10 Dec 2018-Neurocomputing
TL;DR: It is shown that generated medical images can be used for synthetic data augmentation, and improve the performance of CNN for medical image classification, and generalize to other medical classification applications and thus support radiologists’ efforts to improve diagnosis.
Abstract: Deep learning methods, and in particular convolutional neural networks (CNNs), have led to an enormous breakthrough in a wide range of computer vision tasks, primarily by using large-scale annotated datasets. However, obtaining such datasets in the medical domain remains a challenge. In this paper, we present methods for generating synthetic medical images using recently presented deep learning Generative Adversarial Networks (GANs).
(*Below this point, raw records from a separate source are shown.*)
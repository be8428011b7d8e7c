//! Quota Ledger: per-provider call counts for the current calendar month.
//!
//! Counters are stamped with the month they count. The first reservation in a
//! new month zeroes every provider's counter before incrementing, so a stale
//! month is never carried forward.

use std::collections::HashMap;

use async_trait::async_trait;
use chrono::{DateTime, Utc};
use tokio::sync::Mutex;

use crate::errors::StoreError;
use crate::models::quota::month_key;

/// Storage backend for monthly call counters.
///
/// `try_reserve` must be a single compare-and-increment: when one unit of
/// quota remains, exactly one of any number of concurrent callers gets it.
#[async_trait]
pub trait QuotaLedger: Send + Sync {
    /// Takes one call from the provider's quota for the month containing `now`,
    /// rolling every counter over first if the stored month is older.
    /// Returns the post-increment count, or `None` when `quota` is already spent.
    async fn try_reserve(
        &self,
        provider: &str,
        quota: u32,
        now: DateTime<Utc>,
    ) -> Result<Option<u32>, StoreError>;

    /// Gives back a reserved call that never reached the provider.
    async fn release(&self, provider: &str, now: DateTime<Utc>) -> Result<(), StoreError>;

    /// Calls used by the provider in the month containing `now`.
    async fn calls_used(&self, provider: &str, now: DateTime<Utc>) -> Result<u32, StoreError>;

    /// Raises the provider's counter to at least `quota` for the current month.
    /// Used when a provider reports its quota exhausted before the ledger does.
    async fn mark_exhausted(
        &self,
        provider: &str,
        quota: u32,
        now: DateTime<Utc>,
    ) -> Result<(), StoreError>;
}

#[derive(Debug, Default)]
struct LedgerState {
    month: Option<String>,
    counts: HashMap<String, u32>,
}

impl LedgerState {
    fn roll_over(&mut self, month: &str) {
        if self.month.as_deref() != Some(month) {
            self.counts.clear();
            self.month = Some(month.to_string());
        }
    }
}

/// Single-process ledger. State is lost on restart.
#[derive(Default)]
pub struct InMemoryQuotaLedger {
    state: Mutex<LedgerState>,
}

impl InMemoryQuotaLedger {
    pub fn new() -> Self {
        Self::default()
    }
}

#[async_trait]
impl QuotaLedger for InMemoryQuotaLedger {
    async fn try_reserve(
        &self,
        provider: &str,
        quota: u32,
        now: DateTime<Utc>,
    ) -> Result<Option<u32>, StoreError> {
        let mut state = self.state.lock().await;
        state.roll_over(&month_key(now));
        let count = state.counts.entry(provider.to_string()).or_insert(0);
        if *count >= quota {
            return Ok(None);
        }
        *count += 1;
        Ok(Some(*count))
    }

    async fn release(&self, provider: &str, now: DateTime<Utc>) -> Result<(), StoreError> {
        let mut state = self.state.lock().await;
        if state.month.as_deref() != Some(month_key(now).as_str()) {
            return Ok(());
        }
        if let Some(count) = state.counts.get_mut(provider) {
            *count = count.saturating_sub(1);
        }
        Ok(())
    }

    async fn calls_used(&self, provider: &str, now: DateTime<Utc>) -> Result<u32, StoreError> {
        let state = self.state.lock().await;
        if state.month.as_deref() != Some(month_key(now).as_str()) {
            return Ok(0);
        }
        Ok(state.counts.get(provider).copied().unwrap_or(0))
    }

    async fn mark_exhausted(
        &self,
        provider: &str,
        quota: u32,
        now: DateTime<Utc>,
    ) -> Result<(), StoreError> {
        let mut state = self.state.lock().await;
        state.roll_over(&month_key(now));
        let count = state.counts.entry(provider.to_string()).or_insert(0);
        *count = (*count).max(quota);
        Ok(())
    }
}

#[cfg(test)]
mod tests {
    use std::sync::Arc;

    use chrono::TimeZone;

    use super::*;

    fn at(y: i32, m: u32, d: u32) -> DateTime<Utc> {
        Utc.with_ymd_and_hms(y, m, d, 9, 0, 0).unwrap()
    }

    #[tokio::test]
    async fn test_try_reserve_increments_up_to_quota() {
        let ledger = InMemoryQuotaLedger::new();
        let now = at(2025, 10, 5);
        assert_eq!(ledger.try_reserve("jsearch", 2, now).await.unwrap(), Some(1));
        assert_eq!(ledger.try_reserve("jsearch", 2, now).await.unwrap(), Some(2));
        assert_eq!(ledger.try_reserve("jsearch", 2, now).await.unwrap(), None);
        assert_eq!(ledger.calls_used("jsearch", now).await.unwrap(), 2);
        assert_eq!(ledger.calls_used("linkedin", now).await.unwrap(), 0);
        assert_eq!(ledger.try_reserve("linkedin", 0, now).await.unwrap(), None);
    }

    #[tokio::test]
    async fn test_release_returns_a_reserved_call() {
        let ledger = InMemoryQuotaLedger::new();
        let now = at(2025, 10, 5);
        ledger.try_reserve("jsearch", 1, now).await.unwrap();
        ledger.release("jsearch", now).await.unwrap();
        assert_eq!(ledger.calls_used("jsearch", now).await.unwrap(), 0);

        // never below zero
        ledger.release("jsearch", now).await.unwrap();
        assert_eq!(ledger.calls_used("jsearch", now).await.unwrap(), 0);
        assert_eq!(ledger.try_reserve("jsearch", 1, now).await.unwrap(), Some(1));
    }

    #[tokio::test]
    async fn test_month_rollover_resets_all_providers() {
        let ledger = InMemoryQuotaLedger::new();
        let october = at(2025, 10, 30);
        ledger.try_reserve("jsearch", 10, october).await.unwrap();
        ledger.try_reserve("linkedin", 10, october).await.unwrap();
        ledger.try_reserve("linkedin", 10, october).await.unwrap();

        let november = at(2025, 11, 1);
        // Reading a new month never reports last month's usage.
        assert_eq!(ledger.calls_used("linkedin", november).await.unwrap(), 0);

        assert_eq!(ledger.try_reserve("jsearch", 10, november).await.unwrap(), Some(1));
        assert_eq!(ledger.calls_used("linkedin", november).await.unwrap(), 0);
    }

    #[tokio::test]
    async fn test_mark_exhausted_never_lowers_count() {
        let ledger = InMemoryQuotaLedger::new();
        let now = at(2025, 10, 5);
        for _ in 0..7 {
            ledger.try_reserve("google_jobs", 100, now).await.unwrap();
        }
        ledger.mark_exhausted("google_jobs", 5, now).await.unwrap();
        assert_eq!(ledger.calls_used("google_jobs", now).await.unwrap(), 7);

        ledger.mark_exhausted("google_jobs", 100, now).await.unwrap();
        assert_eq!(ledger.calls_used("google_jobs", now).await.unwrap(), 100);
    }

    #[tokio::test(flavor = "multi_thread", worker_threads = 4)]
    async fn test_concurrent_reservations_never_exceed_quota() {
        let ledger = Arc::new(InMemoryQuotaLedger::new());
        let now = at(2025, 10, 5);
        let mut handles = Vec::new();
        for _ in 0..50 {
            let ledger = Arc::clone(&ledger);
            handles.push(tokio::spawn(async move {
                ledger.try_reserve("jsearch", 10, now).await.unwrap()
            }));
        }
        let mut granted = Vec::new();
        for handle in handles {
            if let Some(count) = handle.await.unwrap() {
                granted.push(count);
            }
        }
        granted.sort_unstable();
        assert_eq!(granted, (1..=10).collect::<Vec<u32>>());
        assert_eq!(ledger.calls_used("jsearch", now).await.unwrap(), 10);
    }
}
Furthermore, we show that generated medical images can be used for synthetic data augmentation, and improve the performance of CNN for medical image classification. Our novel method is demonstrated on a limited dataset of computed tomography (CT) images of 182 liver lesions (53 cysts, 64 metastases and 65 hemangiomas). We first exploit GAN architectures for synthesizing high quality liver lesion ROIs. Then we present a novel scheme for liver lesion classification using CNN. Finally, we train the CNN using classic data augmentation and our synthetic data augmentation and compare performance. In addition, we explore the quality of our synthesized examples using visualization and expert assessment. The classification performance using only classic data augmentation yielded 78.6% sensitivity and 88.4% specificity. By adding the synthetic data augmentation the results increased to 85.7% sensitivity and 92.4% specificity. We believe that this approach to synthetic data augmentation can generalize to other medical classification applications and thus support radiologists’ efforts to improve diagnosis.